__THE PROBLEM__: In this material, which lines include the string "engine"? Show them.

__THE DATA__:

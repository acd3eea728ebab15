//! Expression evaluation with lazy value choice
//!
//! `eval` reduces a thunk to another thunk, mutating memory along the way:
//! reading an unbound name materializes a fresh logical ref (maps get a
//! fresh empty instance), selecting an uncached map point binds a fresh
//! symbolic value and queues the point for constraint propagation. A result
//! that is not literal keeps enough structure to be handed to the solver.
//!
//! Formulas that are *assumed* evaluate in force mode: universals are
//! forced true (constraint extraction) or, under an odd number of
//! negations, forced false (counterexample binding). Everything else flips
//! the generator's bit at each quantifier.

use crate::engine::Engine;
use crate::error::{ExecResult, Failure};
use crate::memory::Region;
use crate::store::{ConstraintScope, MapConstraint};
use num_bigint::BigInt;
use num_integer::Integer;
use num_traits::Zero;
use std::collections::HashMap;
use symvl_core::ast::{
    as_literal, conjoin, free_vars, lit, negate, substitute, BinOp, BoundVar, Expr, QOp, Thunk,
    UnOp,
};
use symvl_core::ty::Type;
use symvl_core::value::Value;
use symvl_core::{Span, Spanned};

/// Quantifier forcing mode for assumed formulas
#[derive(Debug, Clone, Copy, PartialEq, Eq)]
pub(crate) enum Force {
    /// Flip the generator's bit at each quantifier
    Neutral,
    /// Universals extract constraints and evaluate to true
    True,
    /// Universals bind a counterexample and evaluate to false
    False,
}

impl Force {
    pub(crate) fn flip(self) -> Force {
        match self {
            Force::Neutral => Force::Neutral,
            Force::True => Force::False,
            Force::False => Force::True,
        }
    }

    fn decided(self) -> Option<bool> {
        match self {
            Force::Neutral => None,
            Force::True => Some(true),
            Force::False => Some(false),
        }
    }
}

...

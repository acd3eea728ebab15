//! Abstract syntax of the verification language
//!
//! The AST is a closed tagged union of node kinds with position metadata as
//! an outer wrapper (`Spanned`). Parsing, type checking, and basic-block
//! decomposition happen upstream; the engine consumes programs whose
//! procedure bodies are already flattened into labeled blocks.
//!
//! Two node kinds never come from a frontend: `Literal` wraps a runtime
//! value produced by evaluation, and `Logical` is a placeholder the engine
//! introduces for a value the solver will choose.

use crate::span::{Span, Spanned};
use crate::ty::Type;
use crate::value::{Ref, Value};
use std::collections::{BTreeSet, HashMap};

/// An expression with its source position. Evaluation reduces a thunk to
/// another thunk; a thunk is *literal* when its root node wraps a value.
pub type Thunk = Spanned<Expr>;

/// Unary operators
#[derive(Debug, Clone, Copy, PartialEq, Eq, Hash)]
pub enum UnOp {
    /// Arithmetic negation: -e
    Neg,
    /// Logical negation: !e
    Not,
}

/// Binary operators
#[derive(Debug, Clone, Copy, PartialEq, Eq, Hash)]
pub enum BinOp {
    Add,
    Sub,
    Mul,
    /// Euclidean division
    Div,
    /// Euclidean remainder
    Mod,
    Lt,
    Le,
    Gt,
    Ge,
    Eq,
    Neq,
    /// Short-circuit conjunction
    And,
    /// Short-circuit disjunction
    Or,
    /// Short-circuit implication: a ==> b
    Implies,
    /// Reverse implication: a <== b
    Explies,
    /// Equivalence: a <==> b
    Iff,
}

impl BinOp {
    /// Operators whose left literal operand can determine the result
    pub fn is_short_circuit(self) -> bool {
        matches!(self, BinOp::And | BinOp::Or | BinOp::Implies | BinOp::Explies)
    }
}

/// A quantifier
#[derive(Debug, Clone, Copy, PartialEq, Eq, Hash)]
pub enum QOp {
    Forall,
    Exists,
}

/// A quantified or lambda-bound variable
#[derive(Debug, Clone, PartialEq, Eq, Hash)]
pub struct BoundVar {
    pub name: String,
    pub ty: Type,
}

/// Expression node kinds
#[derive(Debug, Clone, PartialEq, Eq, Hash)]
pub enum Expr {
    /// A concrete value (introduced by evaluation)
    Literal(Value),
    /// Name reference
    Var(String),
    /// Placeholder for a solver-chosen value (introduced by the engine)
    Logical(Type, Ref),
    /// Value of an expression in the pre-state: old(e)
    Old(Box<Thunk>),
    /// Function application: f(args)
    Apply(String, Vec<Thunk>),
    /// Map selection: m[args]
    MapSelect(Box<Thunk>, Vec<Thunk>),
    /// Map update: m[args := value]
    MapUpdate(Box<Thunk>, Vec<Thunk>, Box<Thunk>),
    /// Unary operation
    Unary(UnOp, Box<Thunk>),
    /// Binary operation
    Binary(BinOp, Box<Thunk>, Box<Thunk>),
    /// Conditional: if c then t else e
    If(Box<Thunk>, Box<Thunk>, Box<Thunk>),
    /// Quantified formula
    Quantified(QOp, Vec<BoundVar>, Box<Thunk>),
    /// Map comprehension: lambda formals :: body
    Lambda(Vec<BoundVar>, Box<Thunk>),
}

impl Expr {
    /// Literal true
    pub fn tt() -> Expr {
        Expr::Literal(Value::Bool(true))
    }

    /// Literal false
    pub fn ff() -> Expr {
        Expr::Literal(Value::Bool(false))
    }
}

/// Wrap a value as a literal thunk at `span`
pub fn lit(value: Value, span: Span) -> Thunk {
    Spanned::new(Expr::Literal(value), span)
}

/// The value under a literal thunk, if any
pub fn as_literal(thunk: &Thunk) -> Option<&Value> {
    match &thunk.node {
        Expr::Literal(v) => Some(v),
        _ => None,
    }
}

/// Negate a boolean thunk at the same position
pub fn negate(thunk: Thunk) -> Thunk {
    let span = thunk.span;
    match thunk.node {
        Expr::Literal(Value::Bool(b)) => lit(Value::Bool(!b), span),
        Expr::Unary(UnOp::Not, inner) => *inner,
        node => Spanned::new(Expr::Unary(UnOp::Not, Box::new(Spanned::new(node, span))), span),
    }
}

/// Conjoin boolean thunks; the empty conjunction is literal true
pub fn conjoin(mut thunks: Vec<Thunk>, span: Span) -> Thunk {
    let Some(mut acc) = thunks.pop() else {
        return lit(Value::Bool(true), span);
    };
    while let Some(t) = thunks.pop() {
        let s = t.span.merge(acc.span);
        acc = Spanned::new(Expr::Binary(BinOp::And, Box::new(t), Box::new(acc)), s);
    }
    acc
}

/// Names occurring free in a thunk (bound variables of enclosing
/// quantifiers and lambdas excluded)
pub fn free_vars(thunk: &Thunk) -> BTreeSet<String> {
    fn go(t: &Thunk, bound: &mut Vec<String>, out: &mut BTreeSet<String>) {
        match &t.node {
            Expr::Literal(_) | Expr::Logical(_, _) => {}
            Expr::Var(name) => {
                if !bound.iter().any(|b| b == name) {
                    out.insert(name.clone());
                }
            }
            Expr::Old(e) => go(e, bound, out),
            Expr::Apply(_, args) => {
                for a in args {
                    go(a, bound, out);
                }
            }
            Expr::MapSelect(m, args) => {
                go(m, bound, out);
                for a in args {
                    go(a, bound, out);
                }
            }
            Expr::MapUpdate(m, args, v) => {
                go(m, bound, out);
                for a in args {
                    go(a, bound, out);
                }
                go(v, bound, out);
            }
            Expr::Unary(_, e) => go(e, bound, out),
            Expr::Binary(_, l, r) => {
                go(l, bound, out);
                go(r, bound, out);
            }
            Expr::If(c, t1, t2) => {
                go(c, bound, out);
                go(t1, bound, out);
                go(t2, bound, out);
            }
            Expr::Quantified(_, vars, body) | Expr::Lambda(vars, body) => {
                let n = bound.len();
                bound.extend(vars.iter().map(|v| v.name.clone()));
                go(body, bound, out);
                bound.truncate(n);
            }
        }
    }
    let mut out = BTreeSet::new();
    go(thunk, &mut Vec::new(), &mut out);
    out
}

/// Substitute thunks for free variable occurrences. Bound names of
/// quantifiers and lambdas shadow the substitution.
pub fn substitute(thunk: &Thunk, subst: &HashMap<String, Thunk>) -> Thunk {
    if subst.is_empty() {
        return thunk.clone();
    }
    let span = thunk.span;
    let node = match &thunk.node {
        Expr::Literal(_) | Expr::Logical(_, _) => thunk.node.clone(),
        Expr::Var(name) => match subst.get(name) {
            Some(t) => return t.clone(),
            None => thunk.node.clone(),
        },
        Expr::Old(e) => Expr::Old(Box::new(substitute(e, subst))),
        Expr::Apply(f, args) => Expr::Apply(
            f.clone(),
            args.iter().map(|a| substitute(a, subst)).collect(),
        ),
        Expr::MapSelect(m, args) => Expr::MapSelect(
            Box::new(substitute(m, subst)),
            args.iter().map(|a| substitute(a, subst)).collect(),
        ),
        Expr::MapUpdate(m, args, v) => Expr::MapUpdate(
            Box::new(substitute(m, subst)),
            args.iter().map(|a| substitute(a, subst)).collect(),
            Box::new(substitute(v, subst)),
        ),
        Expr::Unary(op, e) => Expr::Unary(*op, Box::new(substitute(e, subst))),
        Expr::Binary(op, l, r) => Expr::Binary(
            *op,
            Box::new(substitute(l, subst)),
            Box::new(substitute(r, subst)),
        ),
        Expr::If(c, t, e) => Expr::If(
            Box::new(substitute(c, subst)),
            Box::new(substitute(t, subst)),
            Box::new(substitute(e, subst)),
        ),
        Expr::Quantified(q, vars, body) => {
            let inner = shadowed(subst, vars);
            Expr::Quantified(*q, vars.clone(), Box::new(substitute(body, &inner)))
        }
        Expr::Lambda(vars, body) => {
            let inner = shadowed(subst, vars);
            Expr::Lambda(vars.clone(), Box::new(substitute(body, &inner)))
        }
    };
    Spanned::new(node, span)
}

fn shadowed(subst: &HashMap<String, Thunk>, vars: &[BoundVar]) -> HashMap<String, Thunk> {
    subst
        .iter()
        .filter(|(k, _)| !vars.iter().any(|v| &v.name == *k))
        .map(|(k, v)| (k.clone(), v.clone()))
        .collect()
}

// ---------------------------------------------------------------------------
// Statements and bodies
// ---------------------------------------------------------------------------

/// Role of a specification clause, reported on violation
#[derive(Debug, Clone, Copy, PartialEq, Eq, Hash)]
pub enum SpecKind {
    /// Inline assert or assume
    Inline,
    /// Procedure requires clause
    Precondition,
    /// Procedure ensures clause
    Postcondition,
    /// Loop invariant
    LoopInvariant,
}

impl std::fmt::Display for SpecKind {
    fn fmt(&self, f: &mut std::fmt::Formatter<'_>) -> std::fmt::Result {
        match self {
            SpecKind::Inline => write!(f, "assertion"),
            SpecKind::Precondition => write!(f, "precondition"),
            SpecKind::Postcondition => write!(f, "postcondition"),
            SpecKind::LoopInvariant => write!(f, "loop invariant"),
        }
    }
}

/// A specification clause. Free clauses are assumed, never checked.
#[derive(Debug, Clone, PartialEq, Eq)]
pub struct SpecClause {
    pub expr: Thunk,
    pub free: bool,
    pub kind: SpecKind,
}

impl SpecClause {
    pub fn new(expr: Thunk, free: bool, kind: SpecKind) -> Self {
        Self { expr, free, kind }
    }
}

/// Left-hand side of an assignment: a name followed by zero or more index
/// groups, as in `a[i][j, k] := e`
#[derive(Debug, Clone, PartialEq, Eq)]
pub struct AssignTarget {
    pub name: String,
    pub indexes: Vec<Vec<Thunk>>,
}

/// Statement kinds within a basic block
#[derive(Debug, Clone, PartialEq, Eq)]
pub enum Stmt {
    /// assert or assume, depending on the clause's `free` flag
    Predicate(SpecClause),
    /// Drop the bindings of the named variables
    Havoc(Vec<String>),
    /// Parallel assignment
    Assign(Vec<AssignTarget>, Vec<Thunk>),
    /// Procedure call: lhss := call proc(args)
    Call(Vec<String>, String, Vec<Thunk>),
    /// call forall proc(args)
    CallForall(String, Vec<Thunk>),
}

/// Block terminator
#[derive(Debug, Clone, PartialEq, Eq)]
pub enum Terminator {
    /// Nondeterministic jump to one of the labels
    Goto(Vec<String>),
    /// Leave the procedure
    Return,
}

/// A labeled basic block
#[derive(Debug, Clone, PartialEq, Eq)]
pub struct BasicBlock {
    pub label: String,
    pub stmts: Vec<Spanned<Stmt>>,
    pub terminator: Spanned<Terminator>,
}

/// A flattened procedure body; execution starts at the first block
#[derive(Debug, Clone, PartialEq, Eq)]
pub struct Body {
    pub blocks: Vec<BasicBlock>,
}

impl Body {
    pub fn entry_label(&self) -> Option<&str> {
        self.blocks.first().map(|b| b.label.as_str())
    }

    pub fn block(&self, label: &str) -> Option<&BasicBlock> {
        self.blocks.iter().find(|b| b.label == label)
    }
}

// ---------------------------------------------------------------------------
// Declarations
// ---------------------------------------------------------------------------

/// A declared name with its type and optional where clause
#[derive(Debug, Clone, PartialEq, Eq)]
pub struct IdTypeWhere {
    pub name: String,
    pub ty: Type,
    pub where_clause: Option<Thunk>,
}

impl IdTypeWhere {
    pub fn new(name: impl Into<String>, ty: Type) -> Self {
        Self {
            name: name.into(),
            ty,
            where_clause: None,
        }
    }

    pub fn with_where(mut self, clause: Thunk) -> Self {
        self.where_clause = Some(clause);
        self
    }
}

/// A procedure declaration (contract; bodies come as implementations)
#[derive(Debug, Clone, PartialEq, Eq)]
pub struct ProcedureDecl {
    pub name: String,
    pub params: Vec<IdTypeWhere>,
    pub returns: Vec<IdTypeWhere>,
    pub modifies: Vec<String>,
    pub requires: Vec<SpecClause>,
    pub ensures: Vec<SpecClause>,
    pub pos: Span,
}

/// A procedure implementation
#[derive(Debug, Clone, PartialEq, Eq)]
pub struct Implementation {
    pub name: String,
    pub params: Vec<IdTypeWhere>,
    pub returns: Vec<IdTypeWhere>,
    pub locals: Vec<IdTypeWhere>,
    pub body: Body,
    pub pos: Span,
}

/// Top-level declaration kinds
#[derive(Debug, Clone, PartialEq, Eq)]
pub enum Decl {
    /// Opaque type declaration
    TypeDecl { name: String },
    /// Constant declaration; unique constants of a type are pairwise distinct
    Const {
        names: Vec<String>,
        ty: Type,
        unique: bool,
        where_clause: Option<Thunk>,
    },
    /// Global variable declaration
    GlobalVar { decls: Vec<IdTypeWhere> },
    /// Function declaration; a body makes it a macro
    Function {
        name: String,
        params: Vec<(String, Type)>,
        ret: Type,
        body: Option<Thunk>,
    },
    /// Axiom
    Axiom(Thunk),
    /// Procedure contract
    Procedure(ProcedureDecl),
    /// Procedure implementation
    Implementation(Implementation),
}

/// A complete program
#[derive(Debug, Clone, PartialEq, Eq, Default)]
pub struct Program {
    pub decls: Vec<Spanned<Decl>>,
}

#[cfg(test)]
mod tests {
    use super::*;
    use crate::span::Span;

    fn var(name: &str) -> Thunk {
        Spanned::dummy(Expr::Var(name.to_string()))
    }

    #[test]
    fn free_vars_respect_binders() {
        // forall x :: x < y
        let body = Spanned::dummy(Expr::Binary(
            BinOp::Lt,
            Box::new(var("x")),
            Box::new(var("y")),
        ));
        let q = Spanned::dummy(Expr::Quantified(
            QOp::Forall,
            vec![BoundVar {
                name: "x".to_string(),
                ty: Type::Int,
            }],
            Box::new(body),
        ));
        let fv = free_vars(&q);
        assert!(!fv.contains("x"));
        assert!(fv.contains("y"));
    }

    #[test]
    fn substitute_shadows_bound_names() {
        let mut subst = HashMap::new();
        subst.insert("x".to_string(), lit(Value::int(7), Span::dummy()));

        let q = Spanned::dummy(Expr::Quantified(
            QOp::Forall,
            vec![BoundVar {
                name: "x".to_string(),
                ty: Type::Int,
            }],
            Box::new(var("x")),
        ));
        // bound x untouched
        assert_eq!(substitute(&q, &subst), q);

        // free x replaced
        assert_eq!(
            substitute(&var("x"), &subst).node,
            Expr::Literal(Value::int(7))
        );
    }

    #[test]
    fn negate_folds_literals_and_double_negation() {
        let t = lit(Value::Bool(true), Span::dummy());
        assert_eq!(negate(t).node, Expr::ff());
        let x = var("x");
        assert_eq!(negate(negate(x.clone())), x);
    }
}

__SOLVED EXERCISE__:
use crate::engine::Engine;
//! decomposition happen upstream; the engine consumes programs whose
//! value produced by evaluation, and `Logical` is a placeholder the engine
    /// Placeholder for a solver-chosen value (introduced by the engine)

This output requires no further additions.